Report every line from the following entries that contains the string "built".

[[ Exercise material, beginning ]]

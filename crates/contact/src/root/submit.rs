use std::sync::Arc;

use crate::clock::{Scheduler, lock};

use super::{FormState, Transition};

impl<S: Scheduler> super::ContactPage<S> {
    /// Starts the simulated submission. Only one completion is ever pending:
    /// calls made while submitting or after completion are ignored.
    ///
    /// Required fields are gated by the input layer, not checked here.
    pub fn submit(&self) -> Transition {
        let cycle = {
            let mut inner = lock(&self.inner);
            let FormState::Idle(form) = &mut inner.state else {
                return Transition::Ignored;
            };

            let form = std::mem::take(form);
            inner.cycle += 1;
            let cycle = inner.cycle;
            inner.state = FormState::Submitting { form, cycle };

            cycle
        };

        let inner = Arc::downgrade(&self.inner);
        self.scheduler
            .schedule(self.delay, Box::new(move || super::complete(inner, cycle)));

        Transition::Applied
    }
}
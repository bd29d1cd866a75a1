mod clock;
mod directory;
mod root;
mod value_object;

pub use clock::*;
pub use directory::*;
pub use root::*;
pub use value_object::*;

pub use bindisa_shared::contact::{ContactForm, Field};
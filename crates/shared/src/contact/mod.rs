use serde::Deserialize;
use strum::{AsRefStr, Display, EnumString, VariantArray};
use validator::Validate;

#[derive(
    EnumString,
    Display,
    VariantArray,
    Clone,
    Copy,
    Debug,
    PartialEq,
    Eq,
    Hash,
    Deserialize,
    AsRefStr,
)]
#[strum(serialize_all = "snake_case")]
#[serde(rename_all = "snake_case")]
pub enum Field {
    Name,
    Phone,
    Email,
    Subject,
    Message,
}

impl Field {
    /// Translation key of the field label.
    pub fn label_key(&self) -> &'static str {
        match self {
            Field::Name => "contact.name",
            Field::Phone => "contact.phone",
            Field::Email => "contact.email",
            Field::Subject => "contact.subject",
            Field::Message => "contact.message",
        }
    }

    pub fn placeholder_key(&self) -> &'static str {
        match self {
            Field::Name => "contact.name-placeholder",
            Field::Phone => "contact.phone-placeholder",
            Field::Email => "contact.email-placeholder",
            Field::Subject => "contact.subject-placeholder",
            Field::Message => "contact.message-placeholder",
        }
    }

    /// HTML input type, `None` for the multi-line message.
    pub fn input_type(&self) -> Option<&'static str> {
        match self {
            Field::Name | Field::Subject => Some("text"),
            Field::Phone => Some("tel"),
            Field::Email => Some("email"),
            Field::Message => None,
        }
    }
}

#[derive(Clone, Debug, Default, PartialEq, Eq)]
pub struct ContactForm {
    pub name: String,
    pub phone: String,
    pub email: String,
    pub subject: String,
    pub message: String,
}

impl ContactForm {
    pub const fn new() -> Self {
        Self {
            name: String::new(),
            phone: String::new(),
            email: String::new(),
            subject: String::new(),
            message: String::new(),
        }
    }

    pub fn get(&self, field: Field) -> &str {
        match field {
            Field::Name => &self.name,
            Field::Phone => &self.phone,
            Field::Email => &self.email,
            Field::Subject => &self.subject,
            Field::Message => &self.message,
        }
    }

    pub fn set(&mut self, field: Field, value: impl Into<String>) {
        let slot = match field {
            Field::Name => &mut self.name,
            Field::Phone => &mut self.phone,
            Field::Email => &mut self.email,
            Field::Subject => &mut self.subject,
            Field::Message => &mut self.message,
        };

        *slot = value.into();
    }

    /// Every field holds a value, the way required inputs gate a submit.
    pub fn is_complete(&self) -> bool {
        Field::VARIANTS.iter().all(|f| !self.get(*f).is_empty())
    }

    pub fn is_empty(&self) -> bool {
        Field::VARIANTS.iter().all(|f| self.get(*f).is_empty())
    }
}

/// A posted contact form. Every field is required.
#[derive(Clone, Debug, Default, Deserialize, Validate)]
pub struct ContactInput {
    #[serde(default)]
    #[validate(length(min = 1))]
    pub name: String,
    #[serde(default)]
    #[validate(length(min = 1))]
    pub phone: String,
    #[serde(default)]
    #[validate(length(min = 1))]
    pub email: String,
    #[serde(default)]
    #[validate(length(min = 1))]
    pub subject: String,
    #[serde(default)]
    #[validate(length(min = 1))]
    pub message: String,
}

impl ContactInput {
    pub fn values(&self) -> [(Field, &str); 5] {
        [
            (Field::Name, self.name.as_str()),
            (Field::Phone, self.phone.as_str()),
            (Field::Email, self.email.as_str()),
            (Field::Subject, self.subject.as_str()),
            (Field::Message, self.message.as_str()),
        ]
    }

    pub fn check(&self) -> crate::Result<()> {
        self.validate()?;

        Ok(())
    }
}

#[cfg(test)]
mod tests {
    use std::str::FromStr;

    use super::*;

    #[test]
    fn field_names_round_trip_through_strum() {
        for field in Field::VARIANTS {
            assert_eq!(Field::from_str(field.as_ref()).ok(), Some(*field));
        }
        assert_eq!(Field::Message.to_string(), "message");
        assert!(Field::from_str("address").is_err());
    }

    #[test]
    fn set_touches_one_field() {
        let mut form = ContactForm::new();
        form.set(Field::Subject, "Soil test");

        assert_eq!(form.get(Field::Subject), "Soil test");
        assert_eq!(form.name, "");
        assert_eq!(form.message, "");
        assert!(!form.is_empty());
        assert!(!form.is_complete());
    }

    #[test]
    fn complete_form() {
        let mut form = ContactForm::default();
        for field in Field::VARIANTS {
            form.set(*field, "x");
        }
        assert!(form.is_complete());
    }

    #[test]
    fn input_requires_every_field() {
        let input = ContactInput {
            name: "Asha".to_owned(),
            email: "a@b.com".to_owned(),
            ..Default::default()
        };

        let Err(crate::Error::Validate(errors)) = input.check() else {
            panic!("expected validation error");
        };
        let fields = errors.field_errors();
        assert!(fields.contains_key("phone"));
        assert!(fields.contains_key("subject"));
        assert!(fields.contains_key("message"));
        assert!(!fields.contains_key("name"));
    }

    #[test]
    fn complete_input_passes() {
        let input = ContactInput {
            name: "Asha".to_owned(),
            phone: "9999999999".to_owned(),
            email: "a@b.com".to_owned(),
            subject: "Soil test".to_owned(),
            message: "Need help".to_owned(),
        };

        assert!(input.check().is_ok());
        assert_eq!(input.values()[3], (Field::Subject, "Soil test"));
    }
}
use crate::{
    Action, BusinessHours, CallToAction, ChannelKind, ContactChannel, Destination, FaqEntry,
    Hero, OfficeInfo, Text,
};

/// Company contact details the page is built from.
#[derive(Clone, Debug, PartialEq, Eq)]
pub struct Directory {
    pub phone: String,
    pub email: String,
    pub office: String,
    pub postal_code: String,
    pub cin: String,
    pub map_query_url: String,
    pub map_embed_url: String,
}

impl Default for Directory {
    fn default() -> Self {
        Self {
            phone: "+91 9631157174".to_owned(),
            email: "info@bindisaagritech.com".to_owned(),
            office: "Gaya, Bihar, India".to_owned(),
            postal_code: "823001".to_owned(),
            cin: "U46539BR2025PTC073688".to_owned(),
            map_query_url: "https://maps.google.com/?q=Gaya,Bihar,India".to_owned(),
            map_embed_url: DEFAULT_MAP_EMBED_URL.to_owned(),
        }
    }
}

pub const DEFAULT_MAP_EMBED_URL: &str = "https://www.google.com/maps/embed?pb=!1m18!1m12!1m3!1d230247.02935073863!2d84.94721645429687!3d24.750224699999995!2m3!1f0!2f0!3f0!3m2!1i1024!2i768!4f13.1!3m3!1m2!1s0x39f32a93fae0963d%3A0x9333298d80dbc58b!2sGaya%2C%20Bihar!5e0!3m2!1sen!2sin!4v1647254839685!5m2!1sen!2sin";

/// Everything static on the contact page, built once at startup and shared
/// read-only by every visit.
#[derive(Clone, Debug, PartialEq, Eq)]
pub struct PageContent {
    pub hero: Hero,
    pub channels: Vec<ContactChannel>,
    pub office: OfficeInfo,
    pub faq: Vec<FaqEntry>,
    pub calls_to_action: Vec<CallToAction>,
}

impl PageContent {
    pub fn new(directory: &Directory) -> Self {
        let hero = Hero {
            title_key: "contact.title",
            subtitle_key: "contact.subtitle",
            description_key: "contact.description",
            primary: CallToAction {
                label_key: "contact.call-now",
                action: Action::call(&directory.phone),
            },
            secondary: CallToAction {
                label_key: "contact.send-email",
                action: Action::mail(&directory.email),
            },
        };

        let channels = vec![
            ContactChannel {
                kind: ChannelKind::Phone,
                value: directory.phone.to_owned(),
                description: Text::Key("contact.channel-phone-description"),
                action: Action::call(&directory.phone),
            },
            ContactChannel {
                kind: ChannelKind::Email,
                value: directory.email.to_owned(),
                description: Text::Key("contact.channel-email-description"),
                action: Action::mail(&directory.email),
            },
            ContactChannel {
                kind: ChannelKind::Office,
                value: directory.office.to_owned(),
                description: Text::Plain(directory.postal_code.to_owned()),
                action: Action::Open(directory.map_query_url.to_owned()),
            },
        ];

        let office = OfficeInfo {
            address_key: "contact.gaya-address",
            cin: directory.cin.to_owned(),
            hours: vec![
                BusinessHours {
                    days_key: "contact.hours-weekdays",
                    hours: "8:00 AM - 6:00 PM".to_owned(),
                },
                BusinessHours {
                    days_key: "contact.hours-sunday",
                    hours: "10:00 AM - 4:00 PM".to_owned(),
                },
            ],
            languages: vec!["Hindi".to_owned(), "Marathi".to_owned(), "English".to_owned()],
            map_embed_url: directory.map_embed_url.to_owned(),
            map_title: "Bindisa Agritech Office Location".to_owned(),
        };

        let faq = FAQ_KEYS
            .into_iter()
            .map(|(question_key, answer_key)| FaqEntry {
                question_key,
                answer_key,
            })
            .collect();

        let calls_to_action = vec![
            CallToAction {
                label_key: "contact.cta-chatbot",
                action: Action::Navigate(Destination::Chatbot),
            },
            CallToAction {
                label_key: "contact.cta-soil-analysis",
                action: Action::Navigate(Destination::SoilAnalysis),
            },
        ];

        Self {
            hero,
            channels,
            office,
            faq,
            calls_to_action,
        }
    }

    pub fn channel(&self, kind: ChannelKind) -> Option<&ContactChannel> {
        self.channels.iter().find(|c| c.kind == kind)
    }
}

impl Default for PageContent {
    fn default() -> Self {
        Self::new(&Directory::default())
    }
}

const FAQ_KEYS: [(&str, &str); 4] = [
    ("contact.faq-getting-started-q", "contact.faq-getting-started-a"),
    ("contact.faq-crops-q", "contact.faq-crops-a"),
    ("contact.faq-on-site-q", "contact.faq-on-site-a"),
    ("contact.faq-small-farmers-q", "contact.faq-small-farmers-a"),
];

#[cfg(test)]
mod tests {
    use super::*;

    #[test]
    fn default_content_matches_company_details() {
        let content = PageContent::default();

        assert_eq!(content.channels.len(), 3);
        assert_eq!(content.faq.len(), 4);

        let phone = content.channel(ChannelKind::Phone).unwrap();
        assert_eq!(phone.action.href(), "tel:+919631157174");

        let email = content.channel(ChannelKind::Email).unwrap();
        assert_eq!(email.action.href(), "mailto:info@bindisaagritech.com");

        let office = content.channel(ChannelKind::Office).unwrap();
        assert_eq!(office.description, Text::Plain("823001".to_owned()));
        assert!(office.action.opens_new_tab());

        assert_eq!(content.hero.primary.action, phone.action);
        assert_eq!(content.office.cin, "U46539BR2025PTC073688");
    }

    #[test]
    fn directory_overrides_flow_into_channels() {
        let directory = Directory {
            phone: "+91 11 2222 3333".to_owned(),
            ..Default::default()
        };
        let content = PageContent::new(&directory);

        assert_eq!(content.hero.primary.action.href(), "tel:+911122223333");
        assert_eq!(
            content.channel(ChannelKind::Phone).map(|c| c.value.as_str()),
            Some("+91 11 2222 3333")
        );
    }
}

[[ Exercise material, end ]]

Response to the task:
/// Company contact details the page is built from.
/// Everything static on the contact page, built once at startup and shared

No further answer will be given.